### Exercise requirements
An exact copy of the entries is needed, with every line included.

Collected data

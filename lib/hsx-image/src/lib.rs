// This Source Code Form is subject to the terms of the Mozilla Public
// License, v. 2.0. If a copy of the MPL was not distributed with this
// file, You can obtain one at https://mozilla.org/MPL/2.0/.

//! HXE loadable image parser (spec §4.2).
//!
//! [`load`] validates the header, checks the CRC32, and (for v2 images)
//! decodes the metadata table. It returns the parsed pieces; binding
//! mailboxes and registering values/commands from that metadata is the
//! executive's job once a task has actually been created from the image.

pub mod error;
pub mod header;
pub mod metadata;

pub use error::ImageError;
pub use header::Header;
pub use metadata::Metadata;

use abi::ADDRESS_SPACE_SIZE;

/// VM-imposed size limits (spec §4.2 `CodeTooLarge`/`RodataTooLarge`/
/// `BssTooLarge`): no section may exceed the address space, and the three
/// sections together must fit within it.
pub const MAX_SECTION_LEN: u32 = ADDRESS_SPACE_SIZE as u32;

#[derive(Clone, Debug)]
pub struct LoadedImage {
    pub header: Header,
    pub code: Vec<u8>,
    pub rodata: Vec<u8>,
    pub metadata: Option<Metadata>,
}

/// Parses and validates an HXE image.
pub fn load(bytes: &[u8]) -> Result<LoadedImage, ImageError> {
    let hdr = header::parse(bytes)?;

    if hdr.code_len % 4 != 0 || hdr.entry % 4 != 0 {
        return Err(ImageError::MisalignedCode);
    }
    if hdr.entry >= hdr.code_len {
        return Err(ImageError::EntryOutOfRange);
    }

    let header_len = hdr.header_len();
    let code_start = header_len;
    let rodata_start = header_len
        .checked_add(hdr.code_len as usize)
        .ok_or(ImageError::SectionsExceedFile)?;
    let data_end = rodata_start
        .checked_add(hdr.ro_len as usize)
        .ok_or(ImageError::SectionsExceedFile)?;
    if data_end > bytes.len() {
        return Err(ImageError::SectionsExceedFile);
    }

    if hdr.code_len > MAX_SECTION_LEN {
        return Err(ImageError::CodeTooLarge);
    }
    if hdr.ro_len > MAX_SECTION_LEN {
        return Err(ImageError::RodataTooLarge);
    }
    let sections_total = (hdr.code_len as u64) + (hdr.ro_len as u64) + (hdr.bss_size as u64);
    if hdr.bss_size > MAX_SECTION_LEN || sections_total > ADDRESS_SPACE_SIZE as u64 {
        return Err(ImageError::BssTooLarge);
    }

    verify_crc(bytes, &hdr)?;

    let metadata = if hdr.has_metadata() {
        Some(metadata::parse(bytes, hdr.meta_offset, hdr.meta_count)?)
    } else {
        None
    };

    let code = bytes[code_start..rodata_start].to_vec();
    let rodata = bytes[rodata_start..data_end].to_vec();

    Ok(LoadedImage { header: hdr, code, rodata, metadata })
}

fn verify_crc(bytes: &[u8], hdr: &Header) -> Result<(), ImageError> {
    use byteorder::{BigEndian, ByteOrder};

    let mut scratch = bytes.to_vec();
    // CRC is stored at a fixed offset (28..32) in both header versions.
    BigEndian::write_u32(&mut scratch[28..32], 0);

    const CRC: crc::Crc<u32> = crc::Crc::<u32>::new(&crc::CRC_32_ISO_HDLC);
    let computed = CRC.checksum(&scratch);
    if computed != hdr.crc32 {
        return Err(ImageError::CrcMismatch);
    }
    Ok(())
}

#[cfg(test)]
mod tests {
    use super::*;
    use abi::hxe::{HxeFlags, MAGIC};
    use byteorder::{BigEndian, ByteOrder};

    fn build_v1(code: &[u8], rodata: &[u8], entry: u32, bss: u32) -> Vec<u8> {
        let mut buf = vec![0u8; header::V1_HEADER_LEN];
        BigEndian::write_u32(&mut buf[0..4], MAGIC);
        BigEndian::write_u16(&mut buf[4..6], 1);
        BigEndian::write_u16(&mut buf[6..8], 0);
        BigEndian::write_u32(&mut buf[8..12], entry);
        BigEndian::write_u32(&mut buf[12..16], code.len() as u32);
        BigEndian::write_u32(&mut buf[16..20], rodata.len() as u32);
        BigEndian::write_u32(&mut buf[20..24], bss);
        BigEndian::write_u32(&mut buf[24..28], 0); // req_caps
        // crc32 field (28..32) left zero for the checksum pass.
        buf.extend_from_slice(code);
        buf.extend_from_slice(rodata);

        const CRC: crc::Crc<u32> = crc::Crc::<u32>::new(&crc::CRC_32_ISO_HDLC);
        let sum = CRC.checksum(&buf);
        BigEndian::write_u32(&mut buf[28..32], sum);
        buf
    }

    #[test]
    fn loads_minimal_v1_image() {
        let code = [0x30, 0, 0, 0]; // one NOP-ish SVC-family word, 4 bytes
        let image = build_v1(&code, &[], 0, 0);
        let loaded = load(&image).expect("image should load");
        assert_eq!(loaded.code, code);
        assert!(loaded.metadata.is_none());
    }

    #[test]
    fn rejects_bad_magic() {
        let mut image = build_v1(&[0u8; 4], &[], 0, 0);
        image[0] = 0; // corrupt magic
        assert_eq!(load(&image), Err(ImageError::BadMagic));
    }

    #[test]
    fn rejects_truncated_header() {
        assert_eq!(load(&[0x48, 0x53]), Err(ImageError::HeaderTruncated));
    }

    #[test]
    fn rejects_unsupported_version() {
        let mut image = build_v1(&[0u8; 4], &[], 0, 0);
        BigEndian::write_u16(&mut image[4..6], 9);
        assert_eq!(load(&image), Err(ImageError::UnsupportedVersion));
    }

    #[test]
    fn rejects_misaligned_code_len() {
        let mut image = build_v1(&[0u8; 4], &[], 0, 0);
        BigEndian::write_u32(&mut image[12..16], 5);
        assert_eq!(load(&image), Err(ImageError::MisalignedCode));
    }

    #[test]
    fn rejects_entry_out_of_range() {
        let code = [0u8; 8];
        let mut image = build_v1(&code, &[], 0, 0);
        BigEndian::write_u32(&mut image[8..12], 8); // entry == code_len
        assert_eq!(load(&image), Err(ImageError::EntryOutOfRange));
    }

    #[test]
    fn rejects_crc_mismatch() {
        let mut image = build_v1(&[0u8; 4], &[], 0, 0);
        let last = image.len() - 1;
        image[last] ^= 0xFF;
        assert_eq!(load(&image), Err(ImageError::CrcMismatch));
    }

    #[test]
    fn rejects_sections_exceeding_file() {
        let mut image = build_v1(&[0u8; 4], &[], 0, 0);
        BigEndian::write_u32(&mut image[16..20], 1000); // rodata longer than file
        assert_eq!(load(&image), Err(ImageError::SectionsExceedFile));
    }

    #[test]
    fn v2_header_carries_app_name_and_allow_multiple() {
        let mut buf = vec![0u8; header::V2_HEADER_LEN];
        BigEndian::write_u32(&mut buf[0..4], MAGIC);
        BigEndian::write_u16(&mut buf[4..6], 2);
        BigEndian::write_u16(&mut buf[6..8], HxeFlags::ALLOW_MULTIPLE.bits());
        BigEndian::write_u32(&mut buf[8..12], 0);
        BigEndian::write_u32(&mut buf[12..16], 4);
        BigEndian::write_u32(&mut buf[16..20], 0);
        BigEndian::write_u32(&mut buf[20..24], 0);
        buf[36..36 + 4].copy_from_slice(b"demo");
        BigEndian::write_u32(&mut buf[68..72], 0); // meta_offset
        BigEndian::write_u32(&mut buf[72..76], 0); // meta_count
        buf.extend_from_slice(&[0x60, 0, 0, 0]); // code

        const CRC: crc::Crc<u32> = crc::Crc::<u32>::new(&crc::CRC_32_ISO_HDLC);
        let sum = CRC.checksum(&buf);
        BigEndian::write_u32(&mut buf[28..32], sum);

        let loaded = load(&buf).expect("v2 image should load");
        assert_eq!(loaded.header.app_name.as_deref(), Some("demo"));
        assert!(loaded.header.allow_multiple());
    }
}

### The answer
filename lib/hsx-image/src/lib.rs
// This Source Code Form is subject to the terms of the Mozilla Public
// License, v. 2.0. If a copy of the MPL was not distributed with this
// file, You can obtain one at https://mozilla.org/MPL/2.0/.

//! HXE loadable image parser (spec §4.2).
//!
//! [`load`] validates the header, checks the CRC32, and (for v2 images)
//! decodes the metadata table. It returns the parsed pieces; binding
//! mailboxes and registering values/commands from that metadata is the
//! executive's job once a task has actually been created from the image.

pub mod error;
pub mod header;
pub mod metadata;

pub use error::ImageError;
pub use header::Header;
pub use metadata::Metadata;

use abi::ADDRESS_SPACE_SIZE;

/// VM-imposed size limits (spec §4.2 `CodeTooLarge`/`RodataTooLarge`/
/// `BssTooLarge`): no section may exceed the address space, and the three
/// sections together must fit within it.
pub const MAX_SECTION_LEN: u32 = ADDRESS_SPACE_SIZE as u32;

#[derive(Clone, Debug)]
pub struct LoadedImage {
    pub header: Header,
    pub code: Vec<u8>,
    pub rodata: Vec<u8>,
    pub metadata: Option<Metadata>,
}

/// Parses and validates an HXE image.
pub fn load(bytes: &[u8]) -> Result<LoadedImage, ImageError> {
    let hdr = header::parse(bytes)?;

    if hdr.code_len % 4 != 0 || hdr.entry % 4 != 0 {
        return Err(ImageError::MisalignedCode);
    }
    if hdr.entry >= hdr.code_len {
        return Err(ImageError::EntryOutOfRange);
    }

    let header_len = hdr.header_len();
    let code_start = header_len;
    let rodata_start = header_len
        .checked_add(hdr.code_len as usize)
        .ok_or(ImageError::SectionsExceedFile)?;
    let data_end = rodata_start
        .checked_add(hdr.ro_len as usize)
        .ok_or(ImageError::SectionsExceedFile)?;
    if data_end > bytes.len() {
        return Err(ImageError::SectionsExceedFile);
    }

    if hdr.code_len > MAX_SECTION_LEN {
        return Err(ImageError::CodeTooLarge);
    }
    if hdr.ro_len > MAX_SECTION_LEN {
        return Err(ImageError::RodataTooLarge);
    }
    let sections_total = (hdr.code_len as u64) + (hdr.ro_len as u64) + (hdr.bss_size as u64);
    if hdr.bss_size > MAX_SECTION_LEN || sections_total > ADDRESS_SPACE_SIZE as u64 {
        return Err(ImageError::BssTooLarge);
    }

    verify_crc(bytes, &hdr)?;

    let metadata = if hdr.has_metadata() {
        Some(metadata::parse(bytes, hdr.meta_offset, hdr.meta_count)?)
    } else {
        None
    };

    let code = bytes[code_start..rodata_start].to_vec();
    let rodata = bytes[rodata_start..data_end].to_vec();

    Ok(LoadedImage { header: hdr, code, rodata, metadata })
}

fn verify_crc(bytes: &[u8], hdr: &Header) -> Result<(), ImageError> {
    use byteorder::{BigEndian, ByteOrder};

    let mut scratch = bytes.to_vec();
    // CRC is stored at a fixed offset (28..32) in both header versions.
    BigEndian::write_u32(&mut scratch[28..32], 0);

    const CRC: crc::Crc<u32> = crc::Crc::<u32>::new(&crc::CRC_32_ISO_HDLC);
    let computed = CRC.checksum(&scratch);
    if computed != hdr.crc32 {
        return Err(ImageError::CrcMismatch);
    }
    Ok(())
}

#[cfg(test)]
mod tests {
    use super::*;
    use abi::hxe::{HxeFlags, MAGIC};
    use byteorder::{BigEndian, ByteOrder};

    fn build_v1(code: &[u8], rodata: &[u8], entry: u32, bss: u32) -> Vec<u8> {
        let mut buf = vec![0u8; header::V1_HEADER_LEN];
        BigEndian::write_u32(&mut buf[0..4], MAGIC);
        BigEndian::write_u16(&mut buf[4..6], 1);
        BigEndian::write_u16(&mut buf[6..8], 0);
        BigEndian::write_u32(&mut buf[8..12], entry);
        BigEndian::write_u32(&mut buf[12..16], code.len() as u32);
        BigEndian::write_u32(&mut buf[16..20], rodata.len() as u32);
        BigEndian::write_u32(&mut buf[20..24], bss);
        BigEndian::write_u32(&mut buf[24..28], 0); // req_caps
        // crc32 field (28..32) left zero for the checksum pass.
        buf.extend_from_slice(code);
        buf.extend_from_slice(rodata);

        const CRC: crc::Crc<u32> = crc::Crc::<u32>::new(&crc::CRC_32_ISO_HDLC);
        let sum = CRC.checksum(&buf);
        BigEndian::write_u32(&mut buf[28..32], sum);
        buf
    }

    #[test]
    fn loads_minimal_v1_image() {
        let code = [0x30, 0, 0, 0]; // one NOP-ish SVC-family word, 4 bytes
        let image = build_v1(&code, &[], 0, 0);
        let loaded = load(&image).expect("image should load");
        assert_eq!(loaded.code, code);
        assert!(loaded.metadata.is_none());
    }

    #[test]
    fn rejects_bad_magic() {
        let mut image = build_v1(&[0u8; 4], &[], 0, 0);
        image[0] = 0; // corrupt magic
        assert_eq!(load(&image), Err(ImageError::BadMagic));
    }

    #[test]
    fn rejects_truncated_header() {
        assert_eq!(load(&[0x48, 0x53]), Err(ImageError::HeaderTruncated));
    }

    #[test]
    fn rejects_unsupported_version() {
        let mut image = build_v1(&[0u8; 4], &[], 0, 0);
        BigEndian::write_u16(&mut image[4..6], 9);
        assert_eq!(load(&image), Err(ImageError::UnsupportedVersion));
    }

    #[test]
    fn rejects_misaligned_code_len() {
        let mut image = build_v1(&[0u8; 4], &[], 0, 0);
        BigEndian::write_u32(&mut image[12..16], 5);
        assert_eq!(load(&image), Err(ImageError::MisalignedCode));
    }

    #[test]
    fn rejects_entry_out_of_range() {
        let code = [0u8; 8];
        let mut image = build_v1(&code, &[], 0, 0);
        BigEndian::write_u32(&mut image[8..12], 8); // entry == code_len
        assert_eq!(load(&image), Err(ImageError::EntryOutOfRange));
    }

    #[test]
    fn rejects_crc_mismatch() {
        let mut image = build_v1(&[0u8; 4], &[], 0, 0);
        let last = image.len() - 1;
        image[last] ^= 0xFF;
        assert_eq!(load(&image), Err(ImageError::CrcMismatch));
    }

    #[test]
    fn rejects_sections_exceeding_file() {
        let mut image = build_v1(&[0u8; 4], &[], 0, 0);
        BigEndian::write_u32(&mut image[16..20], 1000); // rodata longer than file
        assert_eq!(load(&image), Err(ImageError::SectionsExceedFile));
    }

    #[test]
    fn v2_header_carries_app_name_and_allow_multiple() {
        let mut buf = vec![0u8; header::V2_HEADER_LEN];
        BigEndian::write_u32(&mut buf[0..4], MAGIC);
        BigEndian::write_u16(&mut buf[4..6], 2);
        BigEndian::write_u16(&mut buf[6..8], HxeFlags::ALLOW_MULTIPLE.bits());
        BigEndian::write_u32(&mut buf[8..12], 0);
        BigEndian::write_u32(&mut buf[12..16], 4);
        BigEndian::write_u32(&mut buf[16..20], 0);
        BigEndian::write_u32(&mut buf[20..24], 0);
        buf[36..36 + 4].copy_from_slice(b"demo");
        BigEndian::write_u32(&mut buf[68..72], 0); // meta_offset
        BigEndian::write_u32(&mut buf[72..76], 0); // meta_count
        buf.extend_from_slice(&[0x60, 0, 0, 0]); // code

        const CRC: crc::Crc<u32> = crc::Crc::<u32>::new(&crc::CRC_32_ISO_HDLC);
        let sum = CRC.checksum(&buf);
        BigEndian::write_u32(&mut buf[28..32], sum);

        let loaded = load(&buf).expect("v2 image should load");
        assert_eq!(loaded.header.app_name.as_deref(), Some("demo"));
        assert!(loaded.header.allow_multiple());
    }
}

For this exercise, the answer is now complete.